The documentation cpp library sort says the same thing, that is, comp can either be a function pointer or a function object.

sort (numbers.begin(), numbers.end(), std::greater<int>()); //works
sort (numbers.begin(), numbers.end(), std::greater<int>); //fail

Answer 1

In this declaration

priority_queue<int, vector<int>, greater<int>> minheap; 

greater<int> is a template argument that specifiers a type and corresponds to the type template parameter class Compare of the priority_queue

template<class T, class Container = vector<T>,
class Compare = less<typename Container::value_type>>
class priority_queue;

In this statement

sort (numbers.begin(), numbers.end(), std::greater<int>());

there is used the default constructor to create a temporary object of the type greater<int>.

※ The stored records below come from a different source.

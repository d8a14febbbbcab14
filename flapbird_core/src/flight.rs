// Copyright 2026 the Flapbird Authors
// SPDX-License-Identifier: Apache-2.0 OR MIT

//! Flight kinematics for the bird.
//!
//! [`FlightState`] owns the bird's height and pitch as a function of
//! animation time and the most recent jump. It has no rendering knowledge;
//! [`update`](FlightState::update) produces a [`Pose`] that the
//! [`compose`](crate::compose) module expands into draw commands.
//!
//! # Motion model
//!
//! With `t` the time since the last jump (zero before the first one):
//!
//! ```text
//! height = v0 * t - gravity * t² / 2 + base_y        (floored at 0 by default)
//! angle  = clamp(angle_at_jump + t * delta_angle, -max_angle, max_angle)
//! ```
//!
//! A jump records the current height as the new `base_y`, restarts `t`, and
//! snaps the angle to `-max_angle`. Both formulas depend only on `now` and the
//! state recorded at the last jump, so calling `update` repeatedly with the
//! same time yields the same pose.

use crate::transform::Transform3d;

/// Largest pitch magnitude, in radians.
pub const MAX_ANGLE: f64 = core::f64::consts::PI / 8.0;

/// Pitch recovery rate, in radians per second since the last jump.
pub const DELTA_ANGLE: f64 = core::f64::consts::PI / 64.0;

/// Downward acceleration, in units per second squared.
pub const GRAVITY: f64 = 8.0;

/// Upward speed imparted by each jump, in units per second.
pub const INITIAL_VELOCITY_Y: f64 = 3.0;

/// What happens when the parabola takes the bird below height zero.
#[derive(Clone, Copy, Debug, Default, PartialEq, Eq, Hash)]
pub enum GroundPolicy {
    /// Heights below zero read as zero.
    #[default]
    Clamp,
    /// The bird keeps falling below zero.
    FallThrough,
}

/// Tunable flight constants.
#[derive(Clone, Copy, Debug, PartialEq)]
pub struct FlightConfig {
    /// Upward speed imparted by each jump (units/s).
    pub initial_velocity_y: f64,
    /// Downward acceleration (units/s²).
    pub gravity: f64,
    /// Pitch bound in radians; the angle stays within `[-max_angle, max_angle]`.
    pub max_angle: f64,
    /// Pitch recovery rate (radians per second since the last jump).
    pub delta_angle: f64,
    /// Floor behavior.
    pub ground: GroundPolicy,
}

impl FlightConfig {
    /// The stock tuning: launch at 3 units/s against a gravity of 8, pitch
    /// bounded by π/8 and recovering at π/64 per second, floor at zero.
    #[must_use]
    pub const fn classic() -> Self {
        Self {
            initial_velocity_y: INITIAL_VELOCITY_Y,
            gravity: GRAVITY,
            max_angle: MAX_ANGLE,
            delta_angle: DELTA_ANGLE,
            ground: GroundPolicy::Clamp,
        }
    }

    /// Returns this configuration with a different ground policy.
    #[must_use]
    pub const fn with_ground(mut self, ground: GroundPolicy) -> Self {
        self.ground = ground;
        self
    }
}

impl Default for FlightConfig {
    fn default() -> Self {
        Self::classic()
    }
}

/// Which part of the arc the bird is in.
///
/// Derived from the state and the query time; never stored.
#[derive(Clone, Copy, Debug, PartialEq, Eq, Hash)]
pub enum FlightPhase {
    /// Never jumped, or resting on the floor.
    Grounded,
    /// Moving upward after a jump.
    Ascending,
    /// Past the apex and falling.
    Descending,
}

/// The bird's root frame at one instant: a lift along Y and a pitch about X.
#[derive(Clone, Copy, Debug, Default, PartialEq)]
pub struct Pose {
    /// Height above the floor.
    pub height: f64,
    /// Pitch in radians.
    pub angle: f64,
}

impl Pose {
    /// Returns `translation(0, height, 0) * rotation_x(angle)`.
    #[must_use]
    pub fn transform(self) -> Transform3d {
        Transform3d::from_translation(0.0, self.height, 0.0)
            * Transform3d::from_rotation_x(self.angle)
    }
}

impl From<Pose> for Transform3d {
    fn from(pose: Pose) -> Self {
        pose.transform()
    }
}

/// Kinematic state of the bird for one session.
///
/// Created grounded and level. Mutated only by [`on_jump`](Self::on_jump) and
/// [`update`](Self::update).
#[derive(Clone, Debug, PartialEq)]
pub struct FlightState {
    config: FlightConfig,
    /// Height recorded at the last jump.
    base_y: f64,
    /// Animation time of the last jump.
    click_time: Option<f64>,
    /// Angle recorded at the last jump; the origin of the recovery ramp.
    jump_angle: f64,
    /// Angle from the latest `on_jump` or `update`.
    angle: f64,
    /// Height from the latest `update`.
    y: f64,
}

impl Default for FlightState {
    fn default() -> Self {
        Self::new(FlightConfig::classic())
    }
}

impl FlightState {
    /// Creates a grounded, level bird that has never jumped.
    #[must_use]
    pub const fn new(config: FlightConfig) -> Self {
        Self {
            config,
            base_y: 0.0,
            click_time: None,
            jump_angle: 0.0,
            angle: 0.0,
            y: 0.0,
        }
    }

    /// Returns the configuration this state was created with.
    #[must_use]
    pub const fn config(&self) -> &FlightConfig {
        &self.config
    }

    /// Height recorded at the last jump (zero before the first jump).
    #[must_use]
    pub const fn base_y(&self) -> f64 {
        self.base_y
    }

    /// Animation time of the last jump, if any.
    #[must_use]
    pub const fn click_time(&self) -> Option<f64> {
        self.click_time
    }

    /// Current pitch in radians.
    #[must_use]
    pub const fn angle(&self) -> f64 {
        self.angle
    }

    /// Height computed by the latest [`update`](Self::update).
    #[must_use]
    pub const fn y(&self) -> f64 {
        self.y
    }

    /// Seconds since the last jump, or zero if the bird never jumped.
    #[must_use]
    pub fn time_after_click(&self, now: f64) -> f64 {
        self.click_time.map_or(0.0, |click| now - click)
    }

    /// Height at `now` according to the motion model, without mutating state.
    #[must_use]
    pub fn height_at(&self, now: f64) -> f64 {
        let t = self.time_after_click(now);
        let height =
            self.config.initial_velocity_y * t - 0.5 * self.config.gravity * t * t + self.base_y;
        match self.config.ground {
            GroundPolicy::Clamp if height < 0.0 => 0.0,
            _ => height,
        }
    }

    /// Pitch at `now` according to the motion model, without mutating state.
    #[must_use]
    pub fn angle_at(&self, now: f64) -> f64 {
        let max = self.config.max_angle;
        let t = self.time_after_click(now);
        (self.jump_angle + t * self.config.delta_angle).clamp(-max, max)
    }

    /// Classifies the bird's motion at `now`.
    #[must_use]
    pub fn phase(&self, now: f64) -> FlightPhase {
        if self.click_time.is_none() {
            return FlightPhase::Grounded;
        }
        let t = self.time_after_click(now);
        let velocity = self.config.initial_velocity_y - self.config.gravity * t;
        if velocity > 0.0 {
            FlightPhase::Ascending
        } else if self.config.ground == GroundPolicy::Clamp && self.height_at(now) <= 0.0 {
            FlightPhase::Grounded
        } else {
            FlightPhase::Descending
        }
    }

    /// Records a jump at animation time `now`.
    ///
    /// The arc restarts from the current height and the pitch snaps to
    /// `-max_angle`. Valid at any time, including mid-flight.
    pub fn on_jump(&mut self, now: f64) {
        self.base_y = self.height_at(now);
        self.y = self.base_y;
        self.click_time = Some(now);
        self.jump_angle = -self.config.max_angle;
        self.angle = self.jump_angle;
        self.debug_check_invariants();
    }

    /// Advances the state to animation time `now` and returns the root pose.
    ///
    /// Idempotent for equal `now`: no jump in between means an identical pose.
    pub fn update(&mut self, now: f64) -> Pose {
        self.y = self.height_at(now);
        self.angle = self.angle_at(now);
        self.debug_check_invariants();
        self.pose()
    }

    /// The pose from the latest `on_jump` or `update`.
    #[must_use]
    pub const fn pose(&self) -> Pose {
        Pose {
            height: self.y,
            angle: self.angle,
        }
    }

    fn debug_check_invariants(&self) {
        let max = self.config.max_angle;
        debug_assert!(
            (-max..=max).contains(&self.angle),
            "pitch {} escaped [-{max}, {max}]",
            self.angle
        );
        debug_assert!(
            self.config.ground == GroundPolicy::FallThrough || self.y >= 0.0,
            "height {} below the floor",
            self.y
        );
    }
}

#[cfg(test)]
mod tests {
    #[cfg(not(feature = "std"))]
    use kurbo::common::FloatFuncs as _;

    use super::*;

    const EPS: f64 = 1e-12;

    fn close(a: f64, b: f64) -> bool {
        (a - b).abs() < EPS
    }

    #[test]
    fn starts_grounded_and_level() {
        let state = FlightState::default();
        assert_eq!(state.click_time(), None);
        assert_eq!(state.y(), 0.0);
        assert_eq!(state.angle(), 0.0);
        assert_eq!(state.base_y(), 0.0);
        assert_eq!(state.phase(10.0), FlightPhase::Grounded);
    }

    #[test]
    fn never_jumping_stays_put() {
        let mut state = FlightState::default();
        for i in 0..100 {
            let pose = state.update(f64::from(i) * 0.37);
            assert_eq!(pose.height, 0.0);
            assert_eq!(pose.angle, 0.0);
        }
        assert_eq!(state.base_y(), 0.0);
    }

    #[test]
    fn jump_snaps_angle_immediately() {
        let mut state = FlightState::default();
        state.update(1.0);
        state.on_jump(1.0);
        assert_eq!(state.angle(), -MAX_ANGLE);
        assert_eq!(state.click_time(), Some(1.0));
    }

    #[test]
    fn parabola_matches_reference_points() {
        let mut state = FlightState::default();
        state.on_jump(0.0);

        let h = state.update(0.1).height;
        assert!(close(h, 3.0 * 0.1 - 4.0 * 0.01), "expected 0.26, got {h}");

        let apex_return = state.update(0.75).height;
        assert!(apex_return.abs() < EPS, "expected 0 at t=0.75, got {apex_return}");

        for t in [0.8, 1.0, 2.5, 100.0] {
            assert_eq!(state.update(t).height, 0.0, "clamped at t={t}");
        }
    }

    #[test]
    fn height_never_negative_with_clamp() {
        let mut state = FlightState::default();
        state.on_jump(0.0);
        let mut now = 0.0;
        while now < 3.0 {
            assert!(state.update(now).height >= 0.0, "negative height at {now}");
            now += 1.0 / 60.0;
        }
    }

    #[test]
    fn fall_through_goes_below_floor() {
        let config = FlightConfig::classic().with_ground(GroundPolicy::FallThrough);
        let mut state = FlightState::new(config);
        state.on_jump(0.0);
        let h = state.update(1.0).height;
        assert!(close(h, 3.0 - 4.0), "expected -1, got {h}");
        assert_eq!(state.phase(1.0), FlightPhase::Descending);
    }

    #[test]
    fn angle_is_monotonic_until_clamped() {
        let mut state = FlightState::default();
        state.on_jump(0.0);
        let mut prev = state.angle();
        let mut now = 0.0;
        while now < 20.0 {
            let angle = state.update(now).angle;
            assert!(angle >= prev, "angle fell from {prev} to {angle} at {now}");
            assert!(angle <= MAX_ANGLE);
            prev = angle;
            now += 0.25;
        }
        // -π/8 + t·π/64 reaches π/8 at t = 16.
        assert_eq!(state.update(16.0).angle, MAX_ANGLE);
        assert_eq!(state.update(50.0).angle, MAX_ANGLE);
    }

    #[test]
    fn update_is_idempotent() {
        let mut state = FlightState::default();
        state.on_jump(0.5);
        let a = state.update(1.3);
        let b = state.update(1.3);
        assert_eq!(a, b);
        assert_eq!(a.transform(), b.transform());
    }

    #[test]
    fn frame_rate_does_not_change_angle() {
        let mut coarse = FlightState::default();
        let mut fine = FlightState::default();
        coarse.on_jump(0.0);
        fine.on_jump(0.0);
        for i in 0..=240 {
            fine.update(f64::from(i) / 240.0);
        }
        assert_eq!(coarse.update(1.0), fine.update(1.0));
    }

    #[test]
    fn mid_flight_jump_restarts_from_current_height() {
        let mut state = FlightState::default();
        state.on_jump(0.0);
        let h = state.update(0.2).height;
        state.on_jump(0.2);
        assert!(close(state.base_y(), h), "base_y should be the height at the jump");
        assert_eq!(state.angle(), -MAX_ANGLE);
        // Immediately after the second jump the bird is still at the same spot.
        assert!(close(state.update(0.2).height, h));
        // And climbs from there.
        assert!(state.update(0.3).height > h);
    }

    #[test]
    fn jump_between_frames_uses_height_at_jump_time() {
        let mut state = FlightState::default();
        state.on_jump(0.0);
        state.update(0.1);
        // Input arrives at 0.15 before the next frame at 0.2.
        state.on_jump(0.15);
        let expected = 3.0 * 0.15 - 4.0 * 0.15 * 0.15;
        assert!(close(state.base_y(), expected), "got {}", state.base_y());
    }

    #[test]
    fn phases_follow_the_arc() {
        let mut state = FlightState::default();
        assert_eq!(state.phase(0.0), FlightPhase::Grounded);
        state.on_jump(1.0);
        assert_eq!(state.phase(1.1), FlightPhase::Ascending);
        // Apex at t = v0 / g = 0.375.
        assert_eq!(state.phase(1.5), FlightPhase::Descending);
        assert_eq!(state.phase(2.0), FlightPhase::Grounded);
    }

    #[test]
    fn pose_transform_lifts_and_pitches() {
        let pose = Pose {
            height: 2.0,
            angle: MAX_ANGLE,
        };
        let xf = Transform3d::from(pose);
        assert_eq!(xf.translation(), [0.0, 2.0, 0.0]);
        let nose = xf.transform_point([0.0, 0.0, 1.0]);
        let (s, c) = (MAX_ANGLE.sin(), MAX_ANGLE.cos());
        assert!(close(nose[1], 2.0 - s));
        assert!(close(nose[2], c));
    }
}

std::greater is a template structure

template<class T = void> struct greater;

that is its specialization provides a type.

You can use the template specializations as type specifiers in declarations. For example

std::greater<int> obj1;
std::greater<double> obj2;
std::greater<std::string> obj3;

In the first case you have to specify the type argument for the corresponding type template parameter.

In the second case you have to specify an object of the type greater<int>.

Take into account that if you will try to use the record std::greater<int>() as a template argument for the priority_queue then the compiler considers it as a function type specifier that has return type std::greater<int> and has no parameters. Because the compiler expects a type specifier as a template argument and not an expression. But specifying such a function type as a type template argument does not make sense for the priority_queue.

To make it more clear rewrite a call of std::sort the following way

std::greater<int> obj;
sort (numbers.begin(), numbers.end(), obj );

As you see here is std::greater<int> is a type specifier for the variable obj which is supplied as an argument to the function std::sort. The difference between the call above and this call

sort (numbers.begin(), numbers.end(), std::greater<int>());

is that in the last case there is created a temporary object of the type std::greater<int> like std::greater<int>().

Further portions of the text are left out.